Migrating From Nokia Symbian to an Android Mobile Phone03 Jan 2012
If you owned a high-end Nokia mobile phone, for the better part of 2011/2010, you might have given Android OS based mobile phones a pass. Waiting to upgrade your phone until there is a sufficiently good reason and feature jump to upgrade to, is a perfectly good strategy.
An example on the Nokia side of what would have been completely sufficient (and actually is still better than a lot of budget Android phones out there):
Symbian OS s60v5, touch-screen, large display, 640x360 resolution, 128 MB RAM, micro-SDHC slot, 3.2 megapixel rear camera with autofocus and flash, front camera for video calls, support for 3G+WiFi+GPS.
Now in 2012, you finally find reasonably-priced Android phones that aren't just small hardware variations on the above, and give enough of a jump in features to make a migration worth it. But when you move from Nokia Symbian to an Android-based phone, there are some bumps along the way. Read on if you intend to make the move, or have already moved and are getting that "something-somewhere-is-missing" feeling of disappointment after having moved.
Backup and prepare your data
Step 1: Contacts
This has to be the element of maximum importance for most people. Storing contact phone numbers on a SIM card only gets you so far, so you started storing contacts on phone memory, right? Besides, doing so allowed you to enter multiple phone numbers, notes, e-mail addresses, birthday, and whatever else you wanted to remember about the person.
The best way to migrate Contacts information, might be to use Nokia PC Suite to sync your Contacts up with (a clean account of) MS Outlook. Afterwards, you can simply "Export" the contacts from Outlook into a CSV file. Read on, we'll also tell you what to do with this file.
Caution: Using Nokia PC Suite itself to export the contact list, whether in PST or CSV form, did not retain more than one phone number per contact when I tried it.
Step 2: Messages
This is an element that you should simply archive elsewhere (on your PC or new phone) and close out on it, as taking it onwards to your new phone may not be enough reward for the effort. Pushing messages out to Nokia PC Suite or backing up using it is cold comfort - that will leave your texts/SMS locked in a proprietary file format.
I found that Ola Melen SMS diary (pictured above) was able to export all my messages (Inbox and Sent) to an easy to read and compact HTML file format. Optionally, use the trial version of Oxygen Phone Manager II for Symbian OS phones to copy SMS/contacts/phone logs/files data across and retain it on PC - the registered version allows for exporting to excel format.
Step 3: Data
Be absolutely sure that everything that could be useful on your phone memory and the memory card, is copied/moved across. Comb through every folder and file to see if there's anything of importance to you using both, a file manager like Y-Browser on the phone, and Windows Explorer while connected to PC over USB.

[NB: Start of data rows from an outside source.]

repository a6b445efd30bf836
pub mod jwt;
pub mod pagination;
pub mod slot;
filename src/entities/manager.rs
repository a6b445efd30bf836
use sea_orm::entity::prelude::*;
use serde::{Deserialize, Serialize};

#[derive(Clone, Debug, PartialEq, DeriveEntityModel, Serialize, Deserialize)]
#[sea_orm(table_name = "manager")]
pub struct Model {
    #[sea_orm(primary_key, auto_increment = false)]
    pub id: Uuid,
    pub user_id: Uuid,
    pub parking_spot_id: Uuid,
    pub approved: bool,
    pub deleted: bool,
    pub created_at: DateTimeWithTimeZone,
}

#[derive(Copy, Clone, Debug, EnumIter, DeriveRelation)]
pub enum Relation {
    #[sea_orm(
        belongs_to = "super::user::Entity",
        from = "Column::UserId",
        to = "super::user::Column::Id"
    )]
    User,
    #[sea_orm(
        belongs_to = "super::parking_spot::Entity",
        from = "Column::ParkingSpotId",
        to = "super::parking_spot::Column::Id"
    )]
    ParkingSpot,
}

impl Related<super::user::Entity> for Entity {
    fn to() -> RelationDef {
        Relation::User.def()
    }
}

impl Related<super::parking_spot::Entity> for Entity {
    fn to() -> RelationDef {
        Relation::ParkingSpot.def()
    }
}

impl ActiveModelBehavior for ActiveModel {}
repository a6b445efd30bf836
pub mod auth;
pub mod rate_limit;
pub mod role_rate_limit;
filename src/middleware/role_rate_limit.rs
use axum::http::Request;
use std::sync::Arc;
use tower_governor::{
    governor::GovernorConfigBuilder, key_extractor::KeyExtractor, GovernorError, GovernorLayer,
};
use uuid::Uuid;

use crate::middleware::rate_limit::rate_limit_error_handler;
use crate::utils::jwt::Claims;

/// Custom key extractor that extracts user ID from JWT claims in request extensions
#[derive(Debug, Clone, Copy)]
pub struct UserIdExtractor;

impl KeyExtractor for UserIdExtractor {
    type Key = Uuid;

    fn extract<T>(&self, req: &Request<T>) -> Result<Self::Key, GovernorError> {
        // Get claims from request extensions (set by auth_middleware)
        let claims = req
            .extensions()
            .get::<Claims>()
            .ok_or(GovernorError::UnableToExtractKey)?;

        Ok(claims.sub)
    }
}

pub type RoleGovernorLayer = GovernorLayer<
    UserIdExtractor,
    governor::middleware::NoOpMiddleware<governor::clock::QuantaInstant>,
    axum::body::Body,
>;

/// Per-role request budgets, keyed by user id:
/// - Customer: 100 requests per minute (base)
/// - Driver: 500 requests per minute (5x base)
/// - Manager: 1000 requests per minute (10x base)
/// Super-admin routes rely on the global IP limiter only.
pub enum RateLimitedRole {
    Customer,
    Driver,
    Manager,
}

pub fn create_role_governor(role: RateLimitedRole) -> RoleGovernorLayer {
    let (per_ms, burst) = match role {
        RateLimitedRole::Customer => (600, 100),
        RateLimitedRole::Driver => (120, 500),
        RateLimitedRole::Manager => (60, 1000),
    };

    let config = Arc::new(
        GovernorConfigBuilder::default()
            .per_millisecond(per_ms)
            .burst_size(burst)
            .key_extractor(UserIdExtractor)
            .finish()
            .unwrap(),
    );

    GovernorLayer::new(config).error_handler(rate_limit_error_handler)
}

Try to leave most files on PC/laptop, and push only necessary files onwards to your new phone. Photos taken with the phone camera, and Music that you had kept on the memory card, could be taken across to the new phone, but also keep a copy as-is on the PC. This is because the memory card on Android phones can end up corrupted when you least expect it, thus killing cherished photos and more!
You may find it useful to note down the names of the applications you installed on the Nokia Symbian phone, and store it with the rest of the data from the phone, on your PC. Phone settings can only be backed up using Nokia PC Suite and cannot be applied to a non-Nokia phone, so you'll have to bid that part goodbye.
At the end, if you'll give the phone to someone else or sell it, you might want to format the memory card and "Hard reset" the Nokia Symbian smartphone. The method to do a hard reset (or "3-finger salute") varies across Nokia models (Google for your phone model), but the purpose remains the same. This will wipe out your data and return it to how it was when you had newly bought the phone from the store.